Good point, Fieldtech. Now I don't know what to think. It would help to know the face size.
 
Goooooogle Earth shows:
37° 53' 07.86" N
(-)100° 36' 39.098" W

Tell me what you get.

I searched my database for 10 miles around those coordinates. Nada.

Perhaps the FAA stuff is a guise and it's really relaying a Numbers Station.
 
DTV-Chief said:
I was wondering why only the lowest dish had an ice shield.
Us Florida boys had to think about that for a second, what the hell is an ice shield? ::) Oh yeah, read about them in a catalog once.......For this one they were probably just worried about ice on the dish right above it. I'm impressed with the aforementioned torque arms and extra guys at the upper levels.

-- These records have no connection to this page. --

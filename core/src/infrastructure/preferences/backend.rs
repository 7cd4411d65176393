use std::path::Path;

use crate::{
    domain::{common::entities::app_errors::CoreError, preferences::ports::PreferenceStore},
    infrastructure::preferences::json_file_store::{
        InMemoryPreferenceStore, JsonFilePreferenceStore,
    },
};

/// Store selected at startup from configuration.
#[derive(Debug)]
pub enum PreferenceBackend {
    File(JsonFilePreferenceStore),
    Memory(InMemoryPreferenceStore),
}

impl PreferenceBackend {
    pub async fn from_path(path: Option<&Path>) -> Result<Self, CoreError> {
        match path {
            Some(path) => Ok(Self::File(JsonFilePreferenceStore::open(path).await?)),
            None => Ok(Self::Memory(InMemoryPreferenceStore::default())),
        }
    }
}

impl PreferenceStore for PreferenceBackend {
    async fn get(&self, namespace: String, slot: String) -> Result<Option<String>, CoreError> {
        match self {
            Self::File(store) => store.get(namespace, slot).await,
            Self::Memory(store) => store.get(namespace, slot).await,
        }
    }

    async fn set(&self, namespace: String, slot: String, value: String) -> Result<(), CoreError> {
        match self {
            Self::File(store) => store.set(namespace, slot, value).await,
            Self::Memory(store) => store.set(namespace, slot, value).await,
        }
    }

    async fn remove(&self, namespace: String, slot: String) -> Result<(), CoreError> {
        match self {
            Self::File(store) => store.remove(namespace, slot).await,
            Self::Memory(store) => store.remove(namespace, slot).await,
        }
    }
}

I am guessing this is in tornado alley. Clearly a beefed up mission critical site.

Also this is a pure microwave relay site from what I see, all directional dishes, no omni VHF antennas. Looks to me like open grid dish(es) at the very top? Some two way sites I worked at had FAA stuff there to extend voice comms out into the boonies or up on a high mountain but not this one.

Did the ASRN search out 10km too to allow for NADA differences but just came up with some cell sites. Maybe Stacker is onto something, a black ops site!
 
DTV-Chief said:
I was wondering why only the lowest dish had an ice shield.
Good question Chief. Our ice storms are typically freezing rain (Hail is a different animal). The damage happens when the tower is shedding the ice it collected during the event. Hence, the upper level appurtenances don't need shields.
 
Yup! But we sure need them further down the tower! Here in OKC there are several people that have missed that important step on FM bays and learned the hard way.
 
Yup! But we sure need them further down the tower! Here in OKC there are several people that have missed that important step on FM bays and learned the hard way.

That applied to parking also. At the old KOFM, OKC, which at one time had studios and a parking lot at the base of the channel 5 tower, employees would park their cars toward Britton Road and walk in.
 
Oh yeah! That's kind of a dangerous place when the ice is falling for sure!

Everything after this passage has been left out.